Test Taking Tips

Tools for Success

If you think you can do well in school, you’re right.  If you don’t think you can do well in school, you’re still right, but at Brunswick High we have help for you because we know that it is not a matter of brains, it’s a matter of  attitude.  You can get better grades with less effort, less pressure, and less anxiety if you follow this guide carefully.  Study smart, not hard.  An example would be: if two people were given the task to cut down a tree, one takes and ax, he works smart.  The other student takes a sledgehammer, he’s going to work harder.  Both got the job done.  Which student do you want to be?

From now on you’re going to work smart.  Learn to use the right tool to get better Grades:

Brain:  Learning can be fun and it’s what you do best. You began to learn when you were a baby. Believe in yourself. Set priorities. Learning should be fun and #1.

Creativity: The ways to learn are endless. Use your imagination to make your study time something to look forward to.

Goals: Your reach should exceed your grasp.  Make yourself stretch.  Write your goals. Make your goals specific. State your goals in all areas of your life, physical, mental, emotional, spiritual, family, social, money. Put your goals in time frames. Keep score. Let your goals belong to you alone

Exercise: Your body and your mind

Choices:  Choose classes and activities that you like when you get the opportunity.

Knowledge: Get to know and enjoy your teachers. They are not the enemy.

Speed: The first two weeks of school give everything you’ve got.  The rest will fall into place.  Use spare time well.  Don’t waste time.

Memory: Learn to train your memory by practicing acronyms, rhyming, linking ideas, using key words, and preparing pneumonic devices.

Reading Power: Underline important ideas, take notes while reading, and review your underlined material.

Study Time: Study according to your biological clock. Determine when you study best then take advantage of it. Study in short sessions. Study actively with pencil in hand. Review material. Study alone and in groups. Find the right environment to study.

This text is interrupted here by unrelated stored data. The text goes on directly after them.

use std::path::Path;

use log::{info, warn};
use plotters::prelude::*;
use plotters::style::text_anchor::{HPos, Pos, VPos};

use typhoon_core::models::{GeneBody, GenomicWindow, read_gene_bodies};

use crate::heatmap::{FragmentAxis, OccupancyCoord};

/// Vertical extent of a gene body, in fragment length units.
pub const GENE_BOTTOM: i32 = 15;
pub const GENE_TOP: i32 = 27;
pub const GENE_LABEL_Y: i32 = 21;

/// 60% grey.
const GENE_FILL: RGBColor = RGBColor(153, 153, 153);
const GENE_ALPHA: f64 = 0.6;

///
/// A gene body as drawn on one window: a rectangle spanning `[left, right]`
/// (cut to the window) and a label centred on the visible part.
///
#[derive(Debug, Clone, PartialEq)]
pub struct GeneGlyph {
    pub name: String,
    pub left: i64,
    pub right: i64,
    pub bottom: i32,
    pub top: i32,
    pub label_x: f64,
    pub label_y: i32,
}

pub fn gene_glyphs(genes: &[GeneBody], window: &GenomicWindow) -> Vec<GeneGlyph> {
    genes
        .iter()
        .filter(|gene| gene.overlaps(window))
        .map(|gene| {
            let left = gene.left.max(window.start);
            let right = gene.right.min(window.end);
            GeneGlyph {
                name: gene.name.clone(),
                left,
                right,
                bottom: GENE_BOTTOM,
                top: GENE_TOP,
                label_x: 0.5 * (left + right) as f64,
                label_y: GENE_LABEL_Y,
            }
        })
        .collect()
}

///
/// Load gene bodies for the overlay. A missing or malformed file is logged
/// and the plot is drawn without genes.
///
pub fn load_gene_bodies(path: &Path) -> Vec<GeneBody> {
    match read_gene_bodies(path) {
        Ok(genes) => {
            info!("Loaded {} gene bodies from {:?}", genes.len(), path);
            genes
        }
        Err(e) => {
            warn!("{}. Plotting without gene bodies.", e);
            Vec::new()
        }
    }
}

pub fn draw_gene_bodies<DB: DrawingBackend>(
    area: &DrawingArea<DB, OccupancyCoord>,
    glyphs: &[GeneGlyph],
    axis: &FragmentAxis,
    font_size: f64,
) -> Result<(), DrawingAreaErrorKind<DB::ErrorType>> {
    let label_style = TextStyle::from(("sans-serif", font_size).into_font())
        .pos(Pos::new(HPos::Center, VPos::Center));

    for glyph in glyphs {
        let (y0, y1) = axis.span(glyph.bottom, glyph.top);
        area.draw(&Rectangle::new(
            [(glyph.left, y0), (glyph.right, y1)],
            GENE_FILL.mix(GENE_ALPHA).filled(),
        ))?;

        area.draw(&Text::new(
            glyph.name.clone(),
            (glyph.label_x.round() as i64, axis.line(glyph.label_y)),
            label_style.clone(),
        ))?;
    }

    Ok(())
}

#[cfg(test)]
mod tests {
    use super::*;
    use pretty_assertions::assert_eq;
    use rstest::*;

    #[fixture]
    fn pho5() -> GeneBody {
        GeneBody {
            name: "PHO5".to_string(),
            left: 100,
            right: 400,
        }
    }

    #[rstest]
    fn test_single_gene_glyph(pho5: GeneBody) {
        let window = GenomicWindow::new("chrII", 0, 1000).unwrap();
        let glyphs = gene_glyphs(&[pho5], &window);

        assert_eq!(
            glyphs,
            vec![GeneGlyph {
                name: "PHO5".to_string(),
                left: 100,
                right: 400,
                bottom: 15,
                top: 27,
                label_x: 250.0,
                label_y: 21,
            }]
        );
    }

    #[rstest]
    fn test_glyph_cut_to_window(pho5: GeneBody) {
        let window = GenomicWindow::new("chrII", 300, 1000).unwrap();
        let glyphs = gene_glyphs(&[pho5], &window);

        assert_eq!(glyphs[0].left, 300);
        assert_eq!(glyphs[0].right, 400);
        assert_eq!(glyphs[0].label_x, 350.0);
    }

    #[rstest]
    fn test_gene_outside_window(pho5: GeneBody) {
        let window = GenomicWindow::new("chrII", 5000, 6000).unwrap();
        assert!(gene_glyphs(&[pho5], &window).is_empty());
    }

    #[rstest]
    fn test_load_missing_gene_file_is_empty() {
        assert!(load_gene_bodies(Path::new("does/not/exist.txt")).is_empty());
    }
}
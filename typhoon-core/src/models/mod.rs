pub mod gene;
pub mod read;
pub mod window;

// re-export for cleaner imports
pub use self::gene::{GeneBody, read_gene_bodies};
pub use self::read::ReadRecord;
pub use self::window::GenomicWindow;
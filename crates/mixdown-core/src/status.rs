//! Cross-thread export progress and result state.
//!
//! `running`, `aborted` and `errors` change together under one lock.
//! Progress counters are plain atomics read without locking; pollers may
//! observe a slightly stale mix of values, which is fine for display.

use crate::lockfree::{AtomicCounter, AtomicTag};
use arc_swap::ArcSwap;
use parking_lot::{Condvar, Mutex};
use std::collections::BTreeMap;
use std::path::PathBuf;
use std::sync::Arc;
use std::time::Duration;

/// What the exporter is currently doing.
#[derive(Debug, Clone, Copy, PartialEq, Eq, Default)]
#[repr(u8)]
pub enum ActiveJob {
    #[default]
    Exporting = 0,
    Normalizing = 1,
    Encoding = 2,
    Tagging = 3,
    Uploading = 4,
    Command = 5,
}

impl ActiveJob {
    fn from_u8(value: u8) -> Self {
        match value {
            1 => ActiveJob::Normalizing,
            2 => ActiveJob::Encoding,
            3 => ActiveJob::Tagging,
            4 => ActiveJob::Uploading,
            5 => ActiveJob::Command,
            _ => ActiveJob::Exporting,
        }
    }
}

/// Per-file analysis produced by the render graph.
#[derive(Debug, Clone, Copy, PartialEq, Default)]
pub struct AnalysisResult {
    /// Sample peak in dBFS.
    pub peak_dbfs: f64,
    /// Integrated loudness in LUFS.
    pub integrated_lufs: f64,
    /// Maximum true peak in dBTP.
    pub true_peak_dbtp: f64,
    /// Loudness range in LU.
    pub loudness_range_lu: f64,
    /// Frames written.
    pub length_samples: u64,
    pub sample_rate: u32,
}

pub type AnalysisResults = BTreeMap<PathBuf, AnalysisResult>;

#[derive(Debug, Default)]
struct RunState {
    running: bool,
    aborted: bool,
    errors: bool,
    finished: bool,
}

/// Point-in-time copy of the progress counters.
#[derive(Debug, Clone, PartialEq)]
pub struct ExportProgress {
    pub running: bool,
    pub aborted: bool,
    pub errors: bool,
    pub active_job: ActiveJob,
    pub total_timespans: u64,
    pub timespan: u64,
    pub timespan_name: String,
    pub total_samples: u64,
    pub processed_samples: u64,
    pub total_samples_current_timespan: u64,
    pub processed_samples_current_timespan: u64,
    pub total_postprocessing_cycles: u64,
    pub current_postprocessing_cycle: u64,
}

impl ExportProgress {
    /// Overall completion in `0.0..=1.0`.
    pub fn fraction(&self) -> f32 {
        if self.active_job == ActiveJob::Normalizing && self.total_postprocessing_cycles > 0 {
            return (self.current_postprocessing_cycle as f32
                / self.total_postprocessing_cycles as f32)
                .min(1.0);
        }
        if self.total_samples == 0 {
            return 0.0;
        }
        (self.processed_samples as f32 / self.total_samples as f32).min(1.0)
    }
}

/// Export progress shared between the handler, the audio thread and pollers.
///
/// One instance per session, reset by [`ExportStatus::init`] at the start
/// of every export.
#[derive(Debug)]
pub struct ExportStatus {
    state: Mutex<RunState>,
    finished: Condvar,

    active_job: AtomicTag,
    total_timespans: AtomicCounter,
    timespan: AtomicCounter,
    timespan_name: ArcSwap<String>,

    total_samples: AtomicCounter,
    processed_samples: AtomicCounter,
    total_samples_current_timespan: AtomicCounter,
    processed_samples_current_timespan: AtomicCounter,

    total_postprocessing_cycles: AtomicCounter,
    current_postprocessing_cycle: AtomicCounter,

    result_map: Mutex<AnalysisResults>,
}

impl Default for ExportStatus {
    fn default() -> Self {
        Self::new()
    }
}

impl ExportStatus {
    pub fn new() -> Self {
        Self {
            state: Mutex::new(RunState::default()),
            finished: Condvar::new(),
            active_job: AtomicTag::default(),
            total_timespans: AtomicCounter::default(),
            timespan: AtomicCounter::default(),
            timespan_name: ArcSwap::from_pointee(String::new()),
            total_samples: AtomicCounter::default(),
            processed_samples: AtomicCounter::default(),
            total_samples_current_timespan: AtomicCounter::default(),
            processed_samples_current_timespan: AtomicCounter::default(),
            total_postprocessing_cycles: AtomicCounter::default(),
            current_postprocessing_cycle: AtomicCounter::default(),
            result_map: Mutex::new(AnalysisResults::new()),
        }
    }

    pub fn shared() -> Arc<Self> {
        Arc::new(Self::new())
    }

    /// Reset everything for a new export.
    pub fn init(&self) {
        {
            let mut state = self.state.lock();
            *state = RunState::default();
        }
        self.active_job.set(ActiveJob::Exporting as u8);
        self.total_timespans.set(0);
        self.timespan.set(0);
        self.timespan_name.store(Arc::new(String::new()));
        self.total_samples.set(0);
        self.processed_samples.set(0);
        self.total_samples_current_timespan.set(0);
        self.processed_samples_current_timespan.set(0);
        self.total_postprocessing_cycles.set(0);
        self.current_postprocessing_cycle.set(0);
        self.result_map.lock().clear();
    }

    // --- locked trio ---

    pub fn running(&self) -> bool {
        self.state.lock().running
    }

    pub fn set_running(&self, running: bool) {
        self.state.lock().running = running;
    }

    pub fn aborted(&self) -> bool {
        self.state.lock().aborted
    }

    pub fn errors(&self) -> bool {
        self.state.lock().errors
    }

    /// Cooperative cancellation. `error_occurred` marks the run as failed.
    pub fn abort(&self, error_occurred: bool) {
        let mut state = self.state.lock();
        state.aborted = true;
        state.running = false;
        state.errors |= error_occurred;
    }

    /// Mark the export as over and wake any waiters.
    pub fn finish(&self) {
        let mut state = self.state.lock();
        state.running = false;
        state.finished = true;
        self.finished.notify_all();
    }

    pub fn finished(&self) -> bool {
        self.state.lock().finished
    }

    /// Block until [`finish`](Self::finish) is called or `timeout` elapses.
    /// Returns whether the export finished.
    pub fn wait_finished(&self, timeout: Duration) -> bool {
        let mut state = self.state.lock();
        if state.finished {
            return true;
        }
        let _ = self
            .finished
            .wait_while_for(&mut state, |s| !s.finished, timeout);
        state.finished
    }

    // --- unlocked progress ---

    pub fn active_job(&self) -> ActiveJob {
        ActiveJob::from_u8(self.active_job.get())
    }

    pub fn set_active_job(&self, job: ActiveJob) {
        self.active_job.set(job as u8);
    }

    pub fn total_timespans(&self) -> u64 {
        self.total_timespans.get()
    }

    pub fn set_total_timespans(&self, count: u64) {
        self.total_timespans.set(count);
    }

    /// 1-based index of the timespan being rendered.
    pub fn timespan(&self) -> u64 {
        self.timespan.get()
    }

    pub fn timespan_name(&self) -> Arc<String> {
        self.timespan_name.load_full()
    }

    pub fn begin_timespan(&self, name: &str, length: u64) {
        self.timespan.increment();
        self.timespan_name.store(Arc::new(name.to_string()));
        self.total_samples_current_timespan.set(length);
        self.processed_samples_current_timespan.set(0);
        self.total_postprocessing_cycles.set(0);
        self.current_postprocessing_cycle.set(0);
        self.set_active_job(ActiveJob::Exporting);
    }

    pub fn total_samples(&self) -> u64 {
        self.total_samples.get()
    }

    pub fn set_total_samples(&self, total: u64) {
        self.total_samples.set(total);
    }

    pub fn processed_samples(&self) -> u64 {
        self.processed_samples.get()
    }

    pub fn total_samples_current_timespan(&self) -> u64 {
        self.total_samples_current_timespan.get()
    }

    pub fn processed_samples_current_timespan(&self) -> u64 {
        self.processed_samples_current_timespan.get()
    }

    pub fn add_processed_samples(&self, count: u64) {
        self.processed_samples.add(count);
        self.processed_samples_current_timespan.add(count);
    }

    pub fn total_postprocessing_cycles(&self) -> u64 {
        self.total_postprocessing_cycles.get()
    }

    pub fn set_total_postprocessing_cycles(&self, total: u64) {
        self.total_postprocessing_cycles.set(total);
    }

    pub fn current_postprocessing_cycle(&self) -> u64 {
        self.current_postprocessing_cycle.get()
    }

    pub fn advance_postprocessing_cycle(&self) -> u64 {
        self.current_postprocessing_cycle.increment()
    }

    // --- results ---

    pub fn add_results(&self, results: AnalysisResults) {
        self.result_map.lock().extend(results);
    }

    pub fn results(&self) -> AnalysisResults {
        self.result_map.lock().clone()
    }

    pub fn progress(&self) -> ExportProgress {
        let (running, aborted, errors) = {
            let state = self.state.lock();
            (state.running, state.aborted, state.errors)
        };
        ExportProgress {
            running,
            aborted,
            errors,
            active_job: self.active_job(),
            total_timespans: self.total_timespans(),
            timespan: self.timespan(),
            timespan_name: self.timespan_name().as_ref().clone(),
            total_samples: self.total_samples(),
            processed_samples: self.processed_samples(),
            total_samples_current_timespan: self.total_samples_current_timespan(),
            processed_samples_current_timespan: self.processed_samples_current_timespan(),
            total_postprocessing_cycles: self.total_postprocessing_cycles(),
            current_postprocessing_cycle: self.current_postprocessing_cycle(),
        }
    }
}

#[cfg(test)]
mod tests {
    use super::*;

    #[test]
    fn test_abort_sets_trio() {
        let status = ExportStatus::new();
        status.set_running(true);
        status.abort(false);
        assert!(!status.running());
        assert!(status.aborted());
        assert!(!status.errors());

        status.abort(true);
        assert!(status.errors());
    }

    #[test]
    fn test_init_resets() {
        let status = ExportStatus::new();
        status.set_running(true);
        status.abort(true);
        status.set_total_samples(100);
        status.add_processed_samples(40);
        status.finish();

        status.init();
        assert!(!status.aborted());
        assert!(!status.errors());
        assert!(!status.finished());
        assert_eq!(status.processed_samples(), 0);
        assert_eq!(status.total_samples(), 0);
    }

    #[test]
    fn test_begin_timespan_resets_current_counters() {
        let status = ExportStatus::new();
        status.begin_timespan("a", 100);
        status.add_processed_samples(100);
        status.begin_timespan("b", 50);
        assert_eq!(status.timespan(), 2);
        assert_eq!(status.timespan_name().as_str(), "b");
        assert_eq!(status.processed_samples_current_timespan(), 0);
        assert_eq!(status.processed_samples(), 100);
        assert_eq!(status.total_samples_current_timespan(), 50);
    }

    #[test]
    fn test_progress_fraction() {
        let status = ExportStatus::new();
        status.set_total_samples(200);
        status.add_processed_samples(50);
        assert!((status.progress().fraction() - 0.25).abs() < 1e-6);

        status.set_active_job(ActiveJob::Normalizing);
        status.set_total_postprocessing_cycles(4);
        status.advance_postprocessing_cycle();
        assert!((status.progress().fraction() - 0.25).abs() < 1e-6);
    }

    #[test]
    fn test_wait_finished_across_threads() {
        let status = ExportStatus::shared();
        let other = Arc::clone(&status);
        let handle = std::thread::spawn(move || {
            std::thread::sleep(Duration::from_millis(10));
            other.finish();
        });
        assert!(status.wait_finished(Duration::from_secs(5)));
        handle.join().unwrap();
    }

    #[test]
    fn test_wait_finished_times_out() {
        let status = ExportStatus::new();
        assert!(!status.wait_finished(Duration::from_millis(5)));
    }
}
//! Centralized error type for the mixdown umbrella crate.
//!
//! Wraps all subsystem errors so `?` propagates naturally across crate boundaries.

use thiserror::Error;

#[derive(Error, Debug)]
pub enum Error {
    #[error(transparent)]
    Core(#[from] mixdown_core::Error),

    #[error("Export: {0}")]
    Export(#[from] mixdown_export::ExportError),

    #[error("Session: {0}")]
    Session(String),

    #[error("Session file: {0}")]
    Json(#[from] serde_json::Error),

    #[error("Track audio: {0}")]
    Audio(#[from] hound::Error),

    #[error(transparent)]
    Io(#[from] std::io::Error),
}

pub type Result<T> = std::result::Result<T, Error>;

Organization: Bring pen, pencil, and marker to every class.  Cover all books neatly. Have one notebook for each class. 3 ring binders work well as you can move materials when needed. Use an assignment book as provided by the high school or tape an assignment sheet to each notebook, use it. Keep your locker organized.  Have a book bag or two. One for each school color day.  Take notes with a purpose. Short notes using key words. Mark assignments, long term projects, and test dates on a desk calendar as well as in your assignment book. Revise your notes when studying. Organize and pull your material together in the evening. Use a milk crate at home to organize your school work into hanging file folders so that it will be available to you during mid-terms and final exams.  Save all homework, quizzes and test papers dated during the year and placed by subject into your milk crate. Throw nothing away until the semester ends.

Attendance: Don’t miss class, listen carefully, sit close to the front, be visible, be early, leave late, speak to the teacher.  If you should miss class borrow someone else’s notes.  Participate, stay alert, and have a great attitude.

Perfect Papers: Written work is a game of comparison between papers.  Write on front side of paper only, leave margins, name and date in top right hand corner. Skip lines between sections.  Always have someone double check your papers.  The appearance of your papers does make a difference.  Use a computer whenever possible.

Homework: Student achievement rises significantly when teachers regularly assign homework and students conscientiously do it. Home work is most useful when teachers carefully prepare the assignment, thoroughly explain it, and give prompt comments and criticism. The way you do your homework will greatly influence the way you learn. Adjust the way you study by:  The demand of the material and the teacher, the amount of time available, do not cram, connect new material to things you already know, break large tasks into smaller parts, and pass all work in on time.

Testing: Know what the test will cover and study the right things.  Answer study questions at the end of each chapter. Quiz with a partner.  Be prepared not nervous.  Be physically comfortable (bring a sweatshirt to class). Look over the whole test before beginning.  Read the directions carefully.  Put answers in the right places.  Budget your time, but don’t watch the clock.  Answer the questions you know first.  If you don’t know the answer, try eliminating before you guess. Leave the question and go back to it at the end of the test. Don’t become anxious about what you don’t know answer what you do know.  Go back over your test.  Learn from your mistakes.

Behavior: Are you an underachiever, hostile, aggressive, defiant, hyperactive, easily distracted, socially withdrawn or rejected, perhaps a class clown.  Turn this behavior around by concentrating on all of the tools for learning.

Relax: Relax during class and tests. The brain records all information.  If you relax you can find what you need. Relaxation after mental and physical exercise increases your mental preparation.  Avoid harmful substances.  Let someone know if you are feeling anxious.  There is help: friends parents, teachers, counselors, administration are all willing to support and assist you.

Reward: reward yourself after studying and doing a good job on your homework.  Always use positive self talk.

Responsibility: If you perceive yourself as being in control of your own destiny you will be responsible for your own learning and you will be motivated to continue learning new skills.  Don’t blame your teachers.  Your grades are your paycheck.  You get what you work for.